Property has formed part of many smart investors’ portfolios over the years, but what if you bought property as a savings vehicle for your child’s education instead of investing in the usual savings plan. With property, you have an asset that appreciates in value (capital gains) annually and your rental income, which increases year on year, beats inflation.

“In a recent article on Fin24, Chris Pretorius, a wealth manager at AlphaWealth, did some research into the cost of educating a child and it was a rude awakening. He discovered that a top rate education in South Africa will cost between R1m and R7.7m, depending on whether your child gets a quality government education or South Africa’s equivalent of Ivy League education,” says Mauritz Robertson, Digital and Marketing Manager at MSP Developments.

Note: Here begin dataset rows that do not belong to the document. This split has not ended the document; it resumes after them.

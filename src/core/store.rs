//! The request store: owner of the canonical request collection.
//!
//! Every read and write of request state goes through [`Store`]. Mutations
//! take `&mut self`, so a single writer is enforced by the borrow checker and
//! readers holding `&Store` or `&[Request]` never observe a partial update.
//! A rejected mutation returns an error and leaves the request untouched.

use crate::core::config::TrackerConfig;
use crate::core::error::ReqtrackError;
use crate::core::lifecycle::{self, Status};
use crate::core::request::{ActivityAction, ActivityEntry, Actor, NewRequest, Request};
use crate::core::time;
use chrono::{DateTime, Datelike, Utc};
use rustc_hash::FxHashMap;

#[derive(Debug, Clone)]
pub struct Store {
    /// Insertion order, oldest first. Display order is the reverse.
    requests: Vec<Request>,
    index: FxHashMap<String, usize>,
    actors: FxHashMap<String, Actor>,
    operator: String,
}

impl Store {
    pub fn new(operator: &str, actors: Vec<Actor>) -> Self {
        Self {
            requests: Vec::new(),
            index: FxHashMap::default(),
            actors: actors.into_iter().map(|a| (a.id.clone(), a)).collect(),
            operator: operator.to_string(),
        }
    }

    pub fn from_config(config: &TrackerConfig) -> Self {
        Self::new(&config.operator, config.actors.clone())
    }

    pub fn operator(&self) -> &str {
        &self.operator
    }

    pub fn len(&self) -> usize {
        self.requests.len()
    }

    pub fn is_empty(&self) -> bool {
        self.requests.is_empty()
    }

    /// Newest first.
    pub fn iter(&self) -> impl Iterator<Item = &Request> {
        self.requests.iter().rev()
    }

    /// Unordered snapshot for aggregation.
    pub fn requests(&self) -> &[Request] {
        &self.requests
    }

    pub fn actor(&self, actor_id: &str) -> Option<&Actor> {
        self.actors.get(actor_id)
    }

    /// Bulk load seed records given in display order (newest first).
    /// Seed data is trusted and not validated.
    pub fn insert_seed(&mut self, seed: Vec<Request>) {
        for request in seed.into_iter().rev() {
            if self.index.contains_key(&request.id) {
                tracing::warn!(request_id = %request.id, "skipping duplicate seed request");
                continue;
            }
            self.push(request);
        }
    }

    fn push(&mut self, request: Request) {
        self.index.insert(request.id.clone(), self.requests.len());
        self.requests.push(request);
    }

    fn next_id(&self, data: &NewRequest, now: &DateTime<Utc>) -> String {
        let prefix = format!("{}-{}-", data.kind.id_prefix(), now.year());
        let mut seq = self
            .index
            .keys()
            .filter(|id| id.starts_with(&prefix))
            .count()
            + 1;
        loop {
            let candidate = format!("{}{:03}", prefix, seq);
            if !self.index.contains_key(&candidate) {
                return candidate;
            }
            seq += 1;
        }
    }

    pub fn create(&mut self, data: NewRequest) -> Result<&Request, ReqtrackError> {
        let title = data.title.trim();
        if title.is_empty() {
            return Err(ReqtrackError::ValidationError(
                "request title cannot be empty".to_string(),
            ));
        }

        let now = time::now();
        let id = self.next_id(&data, &now);
        let request = Request {
            id: id.clone(),
            kind: data.kind,
            title: title.to_string(),
            requester: data.requester.clone(),
            scope: data.scope.clone(),
            status: data.kind.initial_status(),
            priority: data.priority,
            assigned_to: None,
            assigned_team: None,
            created_at: now,
            updated_at: now,
            due_date: data.due_date,
            completed_at: None,
            activity_log: Vec::new(),
            notes: Vec::new(),
        };
        tracing::debug!(request_id = %id, kind = %data.kind, "request created");
        self.push(request);
        self.find_by_id(&id)
    }

    pub fn find_by_id(&self, id: &str) -> Result<&Request, ReqtrackError> {
        self.index
            .get(id)
            .map(|&pos| &self.requests[pos])
            .ok_or_else(|| ReqtrackError::NotFound(format!("request '{}'", id)))
    }

    fn find_mut(&mut self, id: &str) -> Result<&mut Request, ReqtrackError> {
        match self.index.get(id) {
            Some(&pos) => Ok(&mut self.requests[pos]),
            None => {
                tracing::warn!(request_id = %id, "mutation on unknown request");
                Err(ReqtrackError::NotFound(format!("request '{}'", id)))
            }
        }
    }

    /// Allowed next statuses for the request's current status.
    pub fn next_statuses(&self, id: &str) -> Result<Vec<Status>, ReqtrackError> {
        let request = self.find_by_id(id)?;
        lifecycle::next_statuses(request.kind, request.status)
    }

    /// Re-assigning an assigned request overwrites the owner and logs again.
    pub fn assign(&mut self, id: &str, actor_id: &str) -> Result<&Request, ReqtrackError> {
        let actor = self
            .actor(actor_id)
            .cloned()
            .ok_or_else(|| ReqtrackError::NotFound(format!("actor '{}'", actor_id)))?;
        let operator = self.operator.clone();
        let request = self.find_mut(id)?;

        let now = time::now();
        request.assigned_to = Some(actor.name.clone());
        request.assigned_team = Some(actor.team.clone());
        request.updated_at = now;
        request.activity_log.push(ActivityEntry {
            id: time::new_event_id(),
            actor: operator,
            action: ActivityAction::Assigned,
            detail: format!("{} ({})", actor.name, actor.team),
            timestamp: now,
        });
        tracing::debug!(request_id = %id, actor_id = %actor.id, "request assigned");
        self.find_by_id(id)
    }

    /// No-op on a request that is not assigned: nothing changes, nothing is logged.
    pub fn unassign(&mut self, id: &str) -> Result<&Request, ReqtrackError> {
        let operator = self.operator.clone();
        let request = self.find_mut(id)?;
        if !request.is_assigned() {
            tracing::debug!(request_id = %id, "unassign on unassigned request ignored");
            return self.find_by_id(id);
        }

        let previous = request
            .assigned_to
            .take()
            .or_else(|| request.assigned_team.clone())
            .unwrap_or_default();
        request.assigned_team = None;
        let now = time::now();
        request.updated_at = now;
        request.activity_log.push(ActivityEntry {
            id: time::new_event_id(),
            actor: operator,
            action: ActivityAction::Unassigned,
            detail: previous,
            timestamp: now,
        });
        tracing::debug!(request_id = %id, "request unassigned");
        self.find_by_id(id)
    }

    pub fn transition_status(&mut self, id: &str, next: Status) -> Result<&Request, ReqtrackError> {
        let operator = self.operator.clone();
        let request = self.find_mut(id)?;
        let from = request.status;
        let allowed = lifecycle::next_statuses(request.kind, from)?;
        if !allowed.contains(&next) {
            tracing::warn!(request_id = %id, from = %from, to = %next, "illegal transition rejected");
            return Err(ReqtrackError::IllegalTransition {
                id: id.to_string(),
                from: from.to_string(),
                to: next.to_string(),
            });
        }

        let now = time::now();
        request.status = next;
        request.updated_at = now;
        if next.is_completion() {
            request.completed_at = Some(now);
        }
        request.activity_log.push(ActivityEntry {
            id: time::new_event_id(),
            actor: operator,
            action: ActivityAction::StatusChanged,
            detail: format!("{} -> {}", from, next),
            timestamp: now,
        });
        tracing::debug!(request_id = %id, from = %from, to = %next, "status transition");
        self.find_by_id(id)
    }

    /// Notes are tracked apart from the activity log and add no entry to it.
    pub fn append_note(&mut self, id: &str, text: &str) -> Result<&Request, ReqtrackError> {
        if text.trim().is_empty() {
            return Err(ReqtrackError::ValidationError(
                "note text cannot be empty".to_string(),
            ));
        }
        let request = self.find_mut(id)?;
        request.notes.push(text.to_string());
        request.updated_at = time::now();
        self.find_by_id(id)
    }

    /// Collaborator edit of the due date; `None` clears it.
    pub fn set_due_date(
        &mut self,
        id: &str,
        due: Option<DateTime<Utc>>,
    ) -> Result<&Request, ReqtrackError> {
        let request = self.find_mut(id)?;
        request.due_date = due;
        request.updated_at = time::now();
        self.find_by_id(id)
    }
}

#[cfg(test)]
mod tests {
    use super::*;
    use crate::core::lifecycle::{BuildStatus, RequestKind, TicketStatus};
    use crate::core::request::Priority;

    fn roster() -> Vec<Actor> {
        vec![Actor {
            id: "u-1".to_string(),
            name: "Dana Reyes".to_string(),
            team: "Platform Engineering".to_string(),
        }]
    }

    #[test]
    fn test_ids_are_sequential_per_kind() {
        let mut store = Store::new("ops", roster());
        let a = store
            .create(NewRequest::new(RequestKind::Build, "first"))
            .unwrap()
            .id
            .clone();
        let b = store
            .create(NewRequest::new(RequestKind::Build, "second"))
            .unwrap()
            .id
            .clone();
        let c = store
            .create(NewRequest::new(RequestKind::Support, "ticket"))
            .unwrap()
            .id
            .clone();
        assert!(a.starts_with("BLD-") && a.ends_with("-001"));
        assert!(b.ends_with("-002"));
        assert!(c.starts_with("SUP-") && c.ends_with("-001"));
    }

    #[test]
    fn test_iter_is_newest_first() {
        let mut store = Store::new("ops", roster());
        store
            .create(NewRequest::new(RequestKind::Build, "older"))
            .unwrap();
        store
            .create(NewRequest::new(RequestKind::Build, "newer"))
            .unwrap();
        let titles: Vec<_> = store.iter().map(|r| r.title.as_str()).collect();
        assert_eq!(titles, vec!["newer", "older"]);
    }

    #[test]
    fn test_create_rejects_blank_title() {
        let mut store = Store::new("ops", roster());
        let err = store.create(NewRequest::new(RequestKind::Intelligence, "   "));
        assert!(matches!(err, Err(ReqtrackError::ValidationError(_))));
        assert!(store.is_empty());
    }

    #[test]
    fn test_completion_stamps_completed_at() {
        let mut store = Store::new("ops", roster());
        let id = store
            .create(NewRequest::new(RequestKind::Support, "vpn").with_priority(Priority::High))
            .unwrap()
            .id
            .clone();
        for next in [
            TicketStatus::Assigned,
            TicketStatus::InProgress,
            TicketStatus::PendingReview,
        ] {
            store.transition_status(&id, Status::Ticket(next)).unwrap();
            assert!(store.find_by_id(&id).unwrap().completed_at.is_none());
        }
        let done = store
            .transition_status(&id, Status::Ticket(TicketStatus::Completed))
            .unwrap();
        assert!(done.completed_at.is_some());
        assert_eq!(done.activity_log.len(), 4);
    }

    #[test]
    fn test_closing_does_not_stamp_completed_at() {
        let mut store = Store::new("ops", roster());
        let id = store
            .create(NewRequest::new(RequestKind::Build, "abandon"))
            .unwrap()
            .id
            .clone();
        let closed = store
            .transition_status(&id, Status::Build(BuildStatus::Closed))
            .unwrap();
        assert!(closed.completed_at.is_none());
        assert!(closed.status.is_terminal());
    }

    #[test]
    fn test_assign_unknown_actor_leaves_request_untouched() {
        let mut store = Store::new("ops", roster());
        let id = store
            .create(NewRequest::new(RequestKind::Build, "x"))
            .unwrap()
            .id
            .clone();
        assert!(store.actor("nobody").is_none());
        assert_eq!(store.actor("u-1").map(|a| a.team.as_str()), Some("Platform Engineering"));
        let err = store.assign(&id, "nobody");
        assert!(matches!(err, Err(ReqtrackError::NotFound(_))));
        let request = store.find_by_id(&id).unwrap();
        assert!(!request.is_assigned());
        assert!(request.activity_log.is_empty());
    }
}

Robertson and his team found this very interesting and immediately started working on a yield calculator with respect to property at Buh-Rein Estate, specifically Villa Pierro. “We project that if you purchase a property valued at R1 049 900, with an annual levy escalation of 6% (in line with CPIX), an annual rental escalation of 10%, which is the current norm, and an 8% capital appreciation in the value of the property, a conservative projection as Buh-Rein Estate has delivered an average of 9.1% to date, you will see great returns on your investment over a period of 25 years.”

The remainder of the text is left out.